Increased adduction and internal rotation of the femur during walking and running also results in an increased valgus angle (angle between the femur and tibia) at the knee, which places increased load through the patello-femoral joint. The gluteal muscles, therefore play an important role in helping to stabilise and unload the knee during running. See photos below:

(left) Stable hip, pelvis and knee (Right) Increased adduction and internal rotation of hip   

There is  good evidence to suggest that the strength of these muscles is an important factor in knee pain, and a study by Prins and van der Wurff (2009) completed a review of all the literature on hip muscle weakness in women with PFPS. They found strong evidence of a decrease in abduction, external rotation and extension strength compared with healthy controls. This would correlate with weakness in Gluteus Medius and Maximus.

Other studies have shown that runners with PFJP are likely to have increased hip adduction and internal rotation. Dierks et al (2008) found that runners with PFPS displayed weaker hip abductor muscles that were associated with increased hip adduction angles in running.  More recently Noerhen et al (2012) also found greater hip adduction and internal rotation in female runners with PFPS.

So, if strong evidence supports the role of glutes in knee pain, it is important to assess if this is the case for a specific person, as it is not the case across the board. A physio assessment can accurately determine the role of glute strength and function to a client’s knee condition.  Assessment includes a combination of isolated strength/endurance tests of the glut muscles, along with functional screening tests such as single leg stance, single leg squat and hop.   In conjunction, a running assessment is extremely important to gain greater insight into the relationship between hip/knee control and glute function in running.

If glutes are found to be weak and this is contributing to a client’s PFPS, there is strong evidence to support management with strengthening exercises. Dolak et al. (2011) and Khayambashi et al. 2012  both demonstrated significant improvements in pain and function using hip strengthening exercises for clients with PFPS.

Some examples of good exercises to do if your glutes are contributing to PFPS include:

1.Glute activation in prone:  This is also a good test to see if your glutes are activating well. While lying on your stomach, keep your thigh straight and lift your leg off the ground. Feel for activation(tensing of the muscle) in the glutes as you lift your leg. They should switch on immediately as you lift your leg.  As an exercise, hold the leg lift for 3-5 seconds and repeat up to 3 x 10.

2. Hip abduction in side-lying:  Lying on side, lift top leg up approx. 30cm and hold for 2-3 seconds, then slowly lower back to starting position.  Repeat 3 x 10.

3. Hip abduction in standing: You can progress from side-lying to standing, using weight for increased load/resistance. With cable tied around ankle, move leg out to side (abduction), then slowly move back to starting position. Use a resistance where 3 x 10-12 is difficult and causes fatigue, but you can still maintain correct posture and technique.  Ensure you keep your back straight when moving the leg back and forth, and minimise leaning to one side too much.

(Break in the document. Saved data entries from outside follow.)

//! Static kind registry.
//!
//! The set of kinds this controller manages is fixed at compile time. The
//! registry exposes that set as data so startup logging and watcher wiring
//! can look kinds up by name; an unknown name is an `UnexpectedKind` error
//! rather than a panic.

use crate::engine::ManagedKind;
use crate::error::ControllerError;
use crds::{ApplicationProfile, BridgeDomain, EndpointGroup, Vrf};
use fabric_client::RelationKind;

/// Metadata for one managed kind.
#[derive(Debug, Clone)]
pub struct KindDescriptor {
    /// Kubernetes kind tag.
    pub kind: &'static str,
    /// Fabric object class tag.
    pub class: &'static str,
    /// Kubernetes API group the CRD belongs to.
    pub api_group: &'static str,
    /// Relation child the kind owns, if any.
    pub relation: Option<RelationKind>,
}

fn descriptor<K: ManagedKind>(api_group: &'static str) -> KindDescriptor {
    KindDescriptor {
        kind: K::KIND,
        class: K::CLASS,
        api_group,
        relation: K::relation(),
    }
}

/// All kinds this controller manages.
pub struct KindRegistry {
    entries: Vec<KindDescriptor>,
}

impl KindRegistry {
    pub fn new() -> Self {
        Self {
            entries: vec![
                descriptor::<Vrf>("networking.fabricops.io"),
                descriptor::<BridgeDomain>("networking.fabricops.io"),
                descriptor::<ApplicationProfile>("apps.fabricops.io"),
                descriptor::<EndpointGroup>("apps.fabricops.io"),
            ],
        }
    }

    /// Look a kind up by its Kubernetes kind tag.
    pub fn get(&self, kind: &str) -> Result<&KindDescriptor, ControllerError> {
        self.entries
            .iter()
            .find(|d| d.kind == kind)
            .ok_or_else(|| ControllerError::UnexpectedKind(kind.to_string()))
    }

    /// Iterate over every registered kind.
    pub fn descriptors(&self) -> impl Iterator<Item = &KindDescriptor> {
        self.entries.iter()
    }
}

impl Default for KindRegistry {
    fn default() -> Self {
        Self::new()
    }
}

#[cfg(test)]
mod tests {
    use super::*;

    #[test]
    fn registered_kinds_resolve() {
        let registry = KindRegistry::new();
        assert_eq!(registry.get("Vrf").unwrap().class, "fvCtx");
        assert_eq!(registry.get("BridgeDomain").unwrap().class, "fvBD");
        assert_eq!(registry.get("ApplicationProfile").unwrap().class, "fvAp");
        assert_eq!(registry.get("EndpointGroup").unwrap().class, "fvAEPg");
        assert_eq!(registry.descriptors().count(), 4);
    }

    #[test]
    fn unknown_kind_is_rejected() {
        let registry = KindRegistry::new();
        let err = registry.get("Gadget").unwrap_err();
        assert!(matches!(err, ControllerError::UnexpectedKind(k) if k == "Gadget"));
    }

    #[test]
    fn relation_wiring_matches_kinds() {
        let registry = KindRegistry::new();
        assert!(registry.get("Vrf").unwrap().relation.is_none());
        let bd = registry.get("BridgeDomain").unwrap();
        assert_eq!(bd.relation.map(|r| r.class), Some("fvRsCtx"));
        let epg = registry.get("EndpointGroup").unwrap();
        assert_eq!(epg.relation.map(|r| r.class), Some("fvRsBd"));
    }
}
//! Reconciliation logic for fabric-managed CRDs.
//!
//! This module is organized by API group:
//! - `networking`: Vrf, BridgeDomain
//! - `application`: ApplicationProfile, EndpointGroup
//!
//! All four kinds share one state machine, `reconcile_managed`, driven by
//! the generic engine. The per-group files supply only the Kubernetes-side
//! glue: which API to patch and which observed fields land in status.

pub mod application;
pub mod networking;

use crate::engine::{ExternalClient, ManagedKind};
use crate::error::ControllerError;
use crds::{ApplicationProfile, BridgeDomain, Condition, EndpointGroup, Vrf};
use fabric_client::{FabricApi, ObjectAttributes};
use kube::Api;
use kube::api::{Patch, PatchParams};
use serde_json::{Value, json};
use std::sync::Arc;
use tracing::{debug, error, info};

/// Finalizer owned by this controller. Its presence makes Kubernetes hold a
/// deleted resource until the remote object has been removed.
pub const FINALIZER: &str = "fabricops.io/cleanup";

/// Kubernetes-side glue for a managed kind: spec and status accessors plus
/// the observed fields this kind records when it becomes Available.
pub(crate) trait ManagedResource:
    ManagedKind + kube::Resource<DynamicType = ()> + Clone + std::fmt::Debug + serde::de::DeserializeOwned
{
    fn params(&self) -> &Self::Params;
    fn condition(&self) -> Option<&Condition>;
    fn message(&self) -> Option<&str>;
    fn current_dn(&self) -> Option<&str>;

    /// Observed status fields merged in once the object is Available.
    fn observed_status(attributes: &ObjectAttributes) -> Value;

    /// Whether the recorded status already reflects this observation.
    /// Skipping no-op status writes keeps the watch stream quiet.
    fn status_up_to_date(&self, attributes: &ObjectAttributes) -> bool {
        self.condition() == Some(&Condition::Available)
            && self.message().is_none()
            && self.current_dn() == attributes.get("dn")
    }
}

/// Reconciles fabric-managed resources.
pub struct Reconciler {
    pub(crate) fabric: Arc<dyn FabricApi>,
    pub(crate) vrf_api: Api<Vrf>,
    pub(crate) bridge_domain_api: Api<BridgeDomain>,
    pub(crate) application_profile_api: Api<ApplicationProfile>,
    pub(crate) endpoint_group_api: Api<EndpointGroup>,
}

impl Reconciler {
    /// Creates a new reconciler instance.
    pub fn new(
        fabric: Arc<dyn FabricApi>,
        vrf_api: Api<Vrf>,
        bridge_domain_api: Api<BridgeDomain>,
        application_profile_api: Api<ApplicationProfile>,
        endpoint_group_api: Api<EndpointGroup>,
    ) -> Self {
        Self {
            fabric,
            vrf_api,
            bridge_domain_api,
            application_profile_api,
            endpoint_group_api,
        }
    }

    /// Drives one resource through the Observe/Create/Update/Delete state
    /// machine and records the outcome in its status.
    pub(crate) async fn reconcile_managed<K: ManagedResource>(
        &self,
        api: &Api<K>,
        resource: &K,
    ) -> Result<(), ControllerError> {
        let name = resource.meta().name.clone().ok_or_else(|| {
            ControllerError::InvalidConfig(format!("{} missing metadata.name", K::KIND))
        })?;
        let namespace = resource
            .meta()
            .namespace
            .clone()
            .unwrap_or_else(|| "default".to_string());

        info!("Reconciling {} {}/{}", K::KIND, namespace, name);

        let external = ExternalClient::<K>::new(self.fabric.clone());
        let params = resource.params();

        if resource.meta().deletion_timestamp.is_some() {
            return self.finalize(api, resource, &external, &name, &namespace).await;
        }
        self.ensure_finalizer(api, resource, &name).await?;

        let mut observation = match external.observe(params).await {
            Ok(observation) => observation,
            Err(e) => {
                self.record_failure(api, resource, &name, &namespace, &e).await;
                return Err(e);
            }
        };

        if !observation.resource_exists {
            info!(
                "{} {}/{} absent in fabric, creating {}",
                K::KIND,
                namespace,
                name,
                K::dn(params)
            );
            self.patch_condition(api, resource, &name, &namespace, Condition::Creating, None)
                .await?;
            if let Err(e) = external.create(params).await {
                self.record_failure(api, resource, &name, &namespace, &e).await;
                return Err(e);
            }
            observation = match external.observe(params).await {
                Ok(observation) => observation,
                Err(e) => {
                    self.record_failure(api, resource, &name, &namespace, &e).await;
                    return Err(e);
                }
            };
            if !observation.resource_exists {
                // The write was accepted but the object is not readable
                // yet; the next pass picks it up.
                debug!(
                    "{} {}/{} created but not yet observable",
                    K::KIND,
                    namespace,
                    name
                );
                return Ok(());
            }
        } else if !observation.resource_up_to_date {
            info!(
                "{} {}/{} drifted from desired state, updating",
                K::KIND,
                namespace,
                name
            );
            if let Err(e) = external.update(params).await {
                self.record_failure(api, resource, &name, &namespace, &e).await;
                return Err(e);
            }
            observation = match external.observe(params).await {
                Ok(observation) => observation,
                Err(e) => {
                    self.record_failure(api, resource, &name, &namespace, &e).await;
                    return Err(e);
                }
            };
        }

        let attributes = observation.attributes.unwrap_or_default();
        if resource.status_up_to_date(&attributes) {
            debug!(
                "{} {}/{} status already current, skipping update",
                K::KIND,
                namespace,
                name
            );
            return Ok(());
        }

        let mut status = K::observed_status(&attributes);
        status["condition"] = json!(Condition::Available);
        status["message"] = Value::Null;
        let patch = json!({ "status": status });
        api.patch_status(&name, &PatchParams::default(), &Patch::Merge(&patch))
            .await?;
        info!(
            "{} {}/{} available (dn: {})",
            K::KIND,
            namespace,
            name,
            attributes.get_or_default("dn")
        );
        Ok(())
    }

    /// Deletes the remote object, then releases the finalizer so Kubernetes
    /// can drop the resource.
    async fn finalize<K: ManagedResource>(
        &self,
        api: &Api<K>,
        resource: &K,
        external: &ExternalClient<K>,
        name: &str,
        namespace: &str,
    ) -> Result<(), ControllerError> {
        let finalizers = resource.meta().finalizers.clone().unwrap_or_default();
        if !finalizers.iter().any(|f| f == FINALIZER) {
            // Nothing left for this controller to clean up.
            return Ok(());
        }

        info!("Deleting {} {}/{} from fabric", K::KIND, namespace, name);
        self.patch_condition(api, resource, name, namespace, Condition::Deleting, None)
            .await?;
        if let Err(e) = external.delete(resource.params()).await {
            self.record_failure(api, resource, name, namespace, &e).await;
            return Err(e);
        }

        let remaining: Vec<String> = finalizers.into_iter().filter(|f| f != FINALIZER).collect();
        let patch = json!({ "metadata": { "finalizers": remaining } });
        api.patch(name, &PatchParams::default(), &Patch::Merge(&patch))
            .await?;
        info!("{} {}/{} deleted from fabric", K::KIND, namespace, name);
        Ok(())
    }

    async fn ensure_finalizer<K: ManagedResource>(
        &self,
        api: &Api<K>,
        resource: &K,
        name: &str,
    ) -> Result<(), ControllerError> {
        let mut finalizers = resource.meta().finalizers.clone().unwrap_or_default();
        if finalizers.iter().any(|f| f == FINALIZER) {
            return Ok(());
        }
        finalizers.push(FINALIZER.to_string());
        let patch = json!({ "metadata": { "finalizers": finalizers } });
        api.patch(name, &PatchParams::default(), &Patch::Merge(&patch))
            .await?;
        Ok(())
    }

    async fn patch_condition<K: ManagedResource>(
        &self,
        api: &Api<K>,
        resource: &K,
        name: &str,
        namespace: &str,
        condition: Condition,
        message: Option<String>,
    ) -> Result<(), ControllerError> {
        if resource.condition() == Some(&condition) && resource.message() == message.as_deref() {
            debug!(
                "{} {}/{} already {:?}, skipping status update",
                K::KIND,
                namespace,
                name,
                condition
            );
            return Ok(());
        }
        let patch = json!({ "status": { "condition": condition, "message": message } });
        api.patch_status(name, &PatchParams::default(), &Patch::Merge(&patch))
            .await?;
        Ok(())
    }

    /// Best-effort failure recording; a broken status write must not mask
    /// the original error.
    async fn record_failure<K: ManagedResource>(
        &self,
        api: &Api<K>,
        resource: &K,
        name: &str,
        namespace: &str,
        failure: &ControllerError,
    ) {
        let message = failure.to_string();
        if resource.condition() == Some(&Condition::Failed)
            && resource.message() == Some(message.as_str())
        {
            debug!(
                "{} {}/{} already carries this failure, skipping status update",
                K::KIND,
                namespace,
                name
            );
            return;
        }
        let patch = json!({ "status": { "condition": Condition::Failed, "message": message } });
        if let Err(e) = api
            .patch_status(name, &PatchParams::default(), &Patch::Merge(&patch))
            .await
        {
            error!(
                "Failed to update {} {}/{} failure status: {}",
                K::KIND,
                namespace,
                name,
                e
            );
        }
    }
}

4. External rotation (hip): Starting in side-lying, knees bent up.  Keep ankles together and lift top knee. Don’t rotate through spine or hips as you lift leg. Hold 2-3 seconds and repeat 3 x 10-12.

 Weight-bearing exercises such as squats and single leg squats are also important, but these should only be added under the guidance of your physiotherapist and when these movements do not reproduce any knee pain when done repetitively.  

We hope you have found this information useful.  If you are suffering with knee pain during running, or in everyday tasks, it may be worth considering an assessment to test your gluts and determine the main contributing factors to your condition. An appropriate management plan can then be implemented, tailored to your specific needs.